Collected data

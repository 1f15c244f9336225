//! Analysis command handler for the CLI.
//!
//! Called from `main` after config and vocabulary are established. Per-file
//! failures are logged and skipped rather than propagated so one bad
//! document does not abort the full run.

use std::collections::HashMap;
use std::ffi::OsStr;
use std::path::{Path, PathBuf};
use std::sync::Mutex;

use anyhow::Context;
use chrono::Utc;
use serde::Serialize;

use resvet_core::{AppConfig, Vocabulary};
use resvet_extract::{DocumentKind, ParsedResume, ResumeExtractor};
use resvet_risk::RiskAssessment;
use resvet_verify::{
    CandidateVerification, CandidateVerifier, CompanyVerification, RegistryVerifier,
};

/// Full analysis output for one resume document. The verification and risk
/// sections are absent in offline runs.
#[derive(Debug, Serialize)]
pub(crate) struct AnalysisReport {
    pub file: String,
    pub parsed: ParsedResume,
    #[serde(skip_serializing_if = "Vec::is_empty")]
    pub companies: Vec<CompanyVerification>,
    #[serde(skip_serializing_if = "Option::is_none")]
    pub candidate: Option<CandidateVerification>,
    #[serde(skip_serializing_if = "Option::is_none")]
    pub assessment: Option<RiskAssessment>,
}

/// Latest report per candidate name for the run. A second resume claiming
/// the same name replaces the first, with a warning logged.
#[derive(Default)]
pub(crate) struct CandidateStore {
    reports: Mutex<HashMap<String, AnalysisReport>>,
}

impl CandidateStore {
    pub(crate) fn insert(&self, report: AnalysisReport) {
        if let Ok(mut reports) = self.reports.lock() {
            let name = report.parsed.name.clone();
            if let Some(previous) = reports.insert(name, report) {
                tracing::warn!(
                    name = %previous.parsed.name,
                    replaced_file = %previous.file,
                    "duplicate candidate name, replacing earlier report"
                );
            }
        }
    }

    pub(crate) fn len(&self) -> usize {
        self.reports.lock().map(|reports| reports.len()).unwrap_or(0)
    }
}

/// Extract, verify, and score each document in turn, printing one JSON
/// report per file.
///
/// When `offline` is `true` only extraction runs; registry and identity
/// verification are skipped and the report has no assessment.
///
/// # Errors
///
/// Returns an error if a verifier cannot be constructed or every document
/// fails. Individual document failures are printed and skipped.
pub(crate) async fn run_analyze(
    config: &AppConfig,
    vocabulary: &Vocabulary,
    files: &[PathBuf],
    offline: bool,
) -> anyhow::Result<()> {
    let extractor = ResumeExtractor::new(vocabulary.clone());
    let verifiers = if offline {
        None
    } else {
        let registry = RegistryVerifier::new(config)
            .map_err(|e| anyhow::anyhow!("failed to build registry verifier: {e}"))?;
        let candidates = CandidateVerifier::new(config, vocabulary.clone())
            .map_err(|e| anyhow::anyhow!("failed to build candidate verifier: {e}"))?;
        Some((registry, candidates))
    };

    let store = CandidateStore::default();
    let mut failures: usize = 0;

    for path in files {
        match analyze_file(path, &extractor, verifiers.as_ref(), vocabulary).await {
            Ok(report) => {
                println!("{}", serde_json::to_string_pretty(&report)?);
                store.insert(report);
            }
            Err(e) => {
                failures += 1;
                eprintln!("error: failed to analyze {}: {e:#}", path.display());
            }
        }
    }

    tracing::info!(
        candidates = store.len(),
        failed = failures,
        "analysis run finished"
    );
    if failures == files.len() {
        anyhow::bail!("no documents could be analyzed");
    }
    Ok(())
}

async fn analyze_file(
    path: &Path,
    extractor: &ResumeExtractor,
    verifiers: Option<&(RegistryVerifier, CandidateVerifier)>,
    vocabulary: &Vocabulary,
) -> anyhow::Result<AnalysisReport> {
    let bytes = std::fs::read(path).with_context(|| format!("reading {}", path.display()))?;
    let kind: DocumentKind = path
        .extension()
        .and_then(OsStr::to_str)
        .unwrap_or_default()
        .parse()?;
    let parsed = extractor.parse_document(&bytes, kind, None, Utc::now())?;
    tracing::info!(
        name = %parsed.name,
        companies = parsed.companies.len(),
        skills = parsed.skills.len(),
        "document parsed"
    );

    let Some((registry, candidates)) = verifiers else {
        return Ok(AnalysisReport {
            file: path.display().to_string(),
            parsed,
            companies: Vec::new(),
            candidate: None,
            assessment: None,
        });
    };

    let mut companies = Vec::with_capacity(parsed.companies.len());
    for company in &parsed.companies {
        companies.push(registry.verify_company(company).await);
    }

    let candidate = candidates
        .verify_candidate(
            &parsed.name,
            &parsed.skills,
            parsed.urls.github.as_deref(),
            parsed.urls.linkedin.as_deref(),
            parsed.urls.portfolio.as_deref(),
            Utc::now(),
        )
        .await;

    let assessment = resvet_risk::analyze_risk(
        &parsed.name,
        &parsed.job_titles,
        &companies,
        &candidate,
        vocabulary,
    );

    Ok(AnalysisReport {
        file: path.display().to_string(),
        parsed,
        companies,
        candidate: Some(candidate),
        assessment: Some(assessment),
    })
}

Problem description
Repeat the records. Match them exactly.

Answer box
repository 1f15c244f9336225
//! Analysis command handler for the CLI.
//!
//! Called from `main` after config and vocabulary are established. Per-file
//! failures are logged and skipped rather than propagated so one bad
//! document does not abort the full run.

use std::collections::HashMap;
use std::ffi::OsStr;
use std::path::{Path, PathBuf};
use std::sync::Mutex;

use anyhow::Context;
use chrono::Utc;
use serde::Serialize;

use resvet_core::{AppConfig, Vocabulary};
use resvet_extract::{DocumentKind, ParsedResume, ResumeExtractor};
use resvet_risk::RiskAssessment;
use resvet_verify::{
    CandidateVerification, CandidateVerifier, CompanyVerification, RegistryVerifier,
};

/// Full analysis output for one resume document. The verification and risk
/// sections are absent in offline runs.
#[derive(Debug, Serialize)]
pub(crate) struct AnalysisReport {
    pub file: String,
    pub parsed: ParsedResume,
    #[serde(skip_serializing_if = "Vec::is_empty")]
    pub companies: Vec<CompanyVerification>,
    #[serde(skip_serializing_if = "Option::is_none")]
    pub candidate: Option<CandidateVerification>,
    #[serde(skip_serializing_if = "Option::is_none")]
    pub assessment: Option<RiskAssessment>,
}

/// Latest report per candidate name for the run. A second resume claiming
/// the same name replaces the first, with a warning logged.
#[derive(Default)]
pub(crate) struct CandidateStore {
    reports: Mutex<HashMap<String, AnalysisReport>>,
}

impl CandidateStore {
    pub(crate) fn insert(&self, report: AnalysisReport) {
        if let Ok(mut reports) = self.reports.lock() {
            let name = report.parsed.name.clone();
            if let Some(previous) = reports.insert(name, report) {
                tracing::warn!(
                    name = %previous.parsed.name,
                    replaced_file = %previous.file,
                    "duplicate candidate name, replacing earlier report"
                );
            }
        }
    }

    pub(crate) fn len(&self) -> usize {
        self.reports.lock().map(|reports| reports.len()).unwrap_or(0)
    }
}

/// Extract, verify, and score each document in turn, printing one JSON
/// report per file.
///
/// When `offline` is `true` only extraction runs; registry and identity
/// verification are skipped and the report has no assessment.
///
/// # Errors
///
/// Returns an error if a verifier cannot be constructed or every document
/// fails. Individual document failures are printed and skipped.
pub(crate) async fn run_analyze(
    config: &AppConfig,
    vocabulary: &Vocabulary,
    files: &[PathBuf],
    offline: bool,
) -> anyhow::Result<()> {
    let extractor = ResumeExtractor::new(vocabulary.clone());
    let verifiers = if offline {
        None
    } else {
        let registry = RegistryVerifier::new(config)
            .map_err(|e| anyhow::anyhow!("failed to build registry verifier: {e}"))?;
        let candidates = CandidateVerifier::new(config, vocabulary.clone())
            .map_err(|e| anyhow::anyhow!("failed to build candidate verifier: {e}"))?;
        Some((registry, candidates))
    };

    let store = CandidateStore::default();
    let mut failures: usize = 0;

    for path in files {
        match analyze_file(path, &extractor, verifiers.as_ref(), vocabulary).await {
            Ok(report) => {
                println!("{}", serde_json::to_string_pretty(&report)?);
                store.insert(report);
            }
            Err(e) => {
                failures += 1;
                eprintln!("error: failed to analyze {}: {e:#}", path.display());
            }
        }
    }

    tracing::info!(
        candidates = store.len(),
        failed = failures,
        "analysis run finished"
    );
    if failures == files.len() {
        anyhow::bail!("no documents could be analyzed");
    }
    Ok(())
}

async fn analyze_file(
    path: &Path,
    extractor: &ResumeExtractor,
    verifiers: Option<&(RegistryVerifier, CandidateVerifier)>,
    vocabulary: &Vocabulary,
) -> anyhow::Result<AnalysisReport> {
    let bytes = std::fs::read(path).with_context(|| format!("reading {}", path.display()))?;
    let kind: DocumentKind = path
        .extension()
        .and_then(OsStr::to_str)
        .unwrap_or_default()
        .parse()?;
    let parsed = extractor.parse_document(&bytes, kind, None, Utc::now())?;
    tracing::info!(
        name = %parsed.name,
        companies = parsed.companies.len(),
        skills = parsed.skills.len(),
        "document parsed"
    );

    let Some((registry, candidates)) = verifiers else {
        return Ok(AnalysisReport {
            file: path.display().to_string(),
            parsed,
            companies: Vec::new(),
            candidate: None,
            assessment: None,
        });
    };

    let mut companies = Vec::with_capacity(parsed.companies.len());
    for company in &parsed.companies {
        companies.push(registry.verify_company(company).await);
    }

    let candidate = candidates
        .verify_candidate(
            &parsed.name,
            &parsed.skills,
            parsed.urls.github.as_deref(),
            parsed.urls.linkedin.as_deref(),
            parsed.urls.portfolio.as_deref(),
            Utc::now(),
        )
        .await;

    let assessment = resvet_risk::analyze_risk(
        &parsed.name,
        &parsed.job_titles,
        &companies,
        &candidate,
        vocabulary,
    );

    Ok(AnalysisReport {
        file: path.display().to_string(),
        parsed,
        companies,
        candidate: Some(candidate),
        assessment: Some(assessment),
    })
}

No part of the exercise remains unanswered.